Four Legs

Abstract
Objective: To report an unusual disorder of body schema and its neurologic and neuropsychological correlates. Design and Methods: We describe a patient with a reduplicative phantom illusion of her lower limbs. Motor and sensory functions, as well as mental representation of body and space, were studied during the reduplication experience until its resolution. Setting: Clinical neurology department in a primary care hospital. Patient: A 64-year-old, left-handed woman who experienced the uncontrollable and distressing feeling of having 4 legs, without delusional belief, after surgical removal of a right-predominant parasagittal parietal meningioma. This phenomenon spontaneously resolved after 2 weeks. Intervention: None.
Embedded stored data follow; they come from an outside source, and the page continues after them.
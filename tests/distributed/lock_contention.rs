use std::time::Duration;

use d_cache::CacheController;
use d_cache::ConcurrencyControl;
use d_cache::LockOutcome;
use d_cache::MemoryStream;
use futures::future::join_all;

use crate::common::eventually;
use crate::common::start_instance;

#[tokio::test]
async fn test_lock_is_mutually_exclusive_across_instances() {
    let broker = MemoryStream::new();
    let mut instances = Vec::new();
    for name in ["a", "b", "c"] {
        instances.push(start_instance(&broker, name, ConcurrencyControl::Distributed).await.unwrap());
    }

    let attempts = instances
        .iter()
        .flat_map(|instance| (0..4).map(move |_| instance.controller.lock("op#k", Duration::from_secs(30))));
    let outcomes = join_all(attempts).await;

    let acquired: Vec<_> = outcomes
        .into_iter()
        .map(|outcome| outcome.unwrap())
        .filter(LockOutcome::is_acquired)
        .collect();
    assert_eq!(acquired.len(), 1);
    assert!(broker.counter("op#k").is_some());

    for instance in &instances {
        instance.controller.close().await.unwrap();
    }
}

#[tokio::test]
async fn test_end_message_frees_lock_for_next_holder() {
    let broker = MemoryStream::new();
    let a = start_instance(&broker, "a", ConcurrencyControl::Distributed).await.unwrap();
    let b = start_instance(&broker, "b", ConcurrencyControl::Distributed).await.unwrap();

    let LockOutcome::Acquired(unlock) = a.controller.lock("op#k", Duration::from_secs(30)).await.unwrap() else {
        panic!("lock should be free");
    };
    assert!(!b.controller.lock("op#k", Duration::from_secs(30)).await.unwrap().is_acquired());

    a.controller
        .request_operation_end("op", "k", Ok(serde_json::json!(1)), Some(unlock))
        .await;

    let watched = broker.clone();
    assert!(
        eventually(|| {
            let watched = watched.clone();
            async move { watched.counter("op#k").is_none() }
        })
        .await
    );
    assert!(b.controller.lock("op#k", Duration::from_secs(30)).await.unwrap().is_acquired());

    a.controller.close().await.unwrap();
    b.controller.close().await.unwrap();
}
Main Outcome Measures: Clinical neurologic examinations and standardized neuropsychological tests, with emphasis on tests assessing orientation to body parts, right-left discrimination, and mental orientation in space. Results: The patient had severe weakness and proprioceptive sensory loss in both lower limbs. She had no disturbances of body schema knowledge but a striking impairment in tasks requiring mental orientation in space, particularly for right-left laterality discrimination. Resolution of the reduplication experience correlated with improvement in the affected spatial abilities, while motor, sensory, and other cognitive functioning did not significantly change. Conclusion: This patient's reduplicative phantom illusion might be related to the combination of the severe somatosensory loss with an underlying impaired mental representation of relative positions in space.